#### Required work
Copy out each line of the data that includes the string "common".

▽

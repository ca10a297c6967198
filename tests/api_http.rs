// tests/api_http.rs
mod common;

use std::sync::Arc;

use axum::body::{self, Body};
use axum::http::{Request, StatusCode};
use axum::Router;
use serde_json::{json, Value};
use tower::ServiceExt; // for `oneshot`

use common::{harness, status_fixture, MockPlatform, MockService};
use fedi_ingest::api::{router, AppState};
use fedi_ingest::discovery::{SearchError, SearchErrors, SearchOutcome, Service};
use fedi_ingest::model::SearchType;
use fedi_ingest::queue::InterestOptions;

fn app(svc: Arc<dyn Service>) -> Router {
    router(AppState {
        svc,
        interests: InterestOptions {
            activitypub_host: "bridge.example".to_string(),
            search_limit: 10,
        },
    })
}

fn post_json(uri: &str, body: Value) -> Request<Body> {
    Request::builder()
        .method("POST")
        .uri(uri)
        .header("content-type", "application/json")
        .body(Body::from(body.to_string()))
        .expect("failed to build request")
}

async fn json_body(resp: axum::response::Response) -> Value {
    let bytes = body::to_bytes(resp.into_body(), usize::MAX).await.unwrap();
    serde_json::from_slice(&bytes).unwrap()
}

#[tokio::test]
async fn health_is_ok() {
    let app = app(Arc::new(MockService::default()));
    let resp = app
        .oneshot(Request::get("/health").body(Body::empty()).unwrap())
        .await
        .unwrap();
    assert_eq!(resp.status(), StatusCode::OK);
    let bytes = body::to_bytes(resp.into_body(), usize::MAX).await.unwrap();
    assert_eq!(&bytes[..], b"ok");
}

#[tokio::test]
async fn search_and_add_runs_a_statuses_search() {
    let svc = Arc::new(MockService::with_outcome(SearchOutcome {
        accepted: 4,
        ..Default::default()
    }));
    let resp = app(svc.clone())
        .oneshot(post_json(
            "/v1/search-and-add",
            json!({"subId": "sub-1", "groupId": "g1", "q": "rust", "limit": 7}),
        ))
        .await
        .unwrap();

    assert_eq!(resp.status(), StatusCode::OK);
    assert_eq!(json_body(resp).await, json!({"n": 4}));

    let qs = svc.queries();
    assert_eq!(qs.len(), 1);
    assert_eq!(qs[0].interest_id, "sub-1");
    assert_eq!(qs[0].group_id, "g1");
    assert_eq!(qs[0].text, "rust");
    assert_eq!(qs[0].limit, 7);
    assert_eq!(qs[0].search_type, SearchType::Statuses);
}

#[tokio::test]
async fn partial_failure_returns_count_and_error() {
    let svc = Arc::new(MockService::with_outcome(SearchOutcome {
        accepted: 2,
        errors: SearchErrors(vec![SearchError::MissingAccountId {
            host: "a.social".to_string(),
            addr: "x".to_string(),
        }]),
    }));
    let resp = app(svc)
        .oneshot(post_json(
            "/v1/search-and-add",
            json!({"subId": "s", "groupId": "g", "q": "q", "limit": 5}),
        ))
        .await
        .unwrap();

    assert_eq!(resp.status(), StatusCode::INTERNAL_SERVER_ERROR);
    let body = json_body(resp).await;
    assert_eq!(body["n"], 2);
    assert!(body["error"].as_str().unwrap().contains("a.social"));
}

#[tokio::test]
async fn malformed_search_request_is_rejected() {
    let svc = Arc::new(MockService::default());
    let resp = app(svc.clone())
        .oneshot(post_json("/v1/search-and-add", json!({"q": "rust"})))
        .await
        .unwrap();
    assert!(resp.status().is_client_error());
    assert!(svc.queries().is_empty());
}

#[tokio::test]
async fn interests_push_reports_the_batch() {
    let svc = Arc::new(MockService::with_outcome(SearchOutcome {
        accepted: 1,
        ..Default::default()
    }));
    let batch = json!([
        {
            "id": "1",
            "type": "interests.created",
            "attributes": {
                "awakarigroupid": {"string": "g1"},
                "queriescompl": {"string": "rust\nfediverse"}
            },
            "text_data": "interest-1"
        },
        {
            "id": "2",
            "type": "interests.created",
            "attributes": {},
            "text_data": "orphan"
        }
    ]);
    let resp = app(svc.clone())
        .oneshot(post_json("/v1/queue/interests", batch))
        .await
        .unwrap();

    assert_eq!(resp.status(), StatusCode::OK);
    assert_eq!(
        json_body(resp).await,
        json!({"processed": 1, "skipped": 1, "accepted": 2})
    );
    assert_eq!(svc.queries().len(), 2);
}

#[tokio::test]
async fn live_stream_push_reaches_the_pipeline() {
    let h = harness(MockPlatform::new(), &["a.social"]);
    let writer = h.writer.clone();
    let svc: Arc<dyn Service> = Arc::new(h.discovery);

    let st = status_fixture("alice");
    let batch = json!([{
        "id": "e1",
        "type": "update",
        "text_data": serde_json::to_string(&st).unwrap()
    }]);
    let resp = app(svc)
        .oneshot(post_json("/v1/queue/live-stream", batch))
        .await
        .unwrap();

    assert_eq!(resp.status(), StatusCode::OK);
    assert_eq!(json_body(resp).await, json!({"count": 1}));
    assert_eq!(writer.writes().len(), 1);
}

△

#### Expected output
mod common;
use common::{harness, status_fixture, MockPlatform, MockService};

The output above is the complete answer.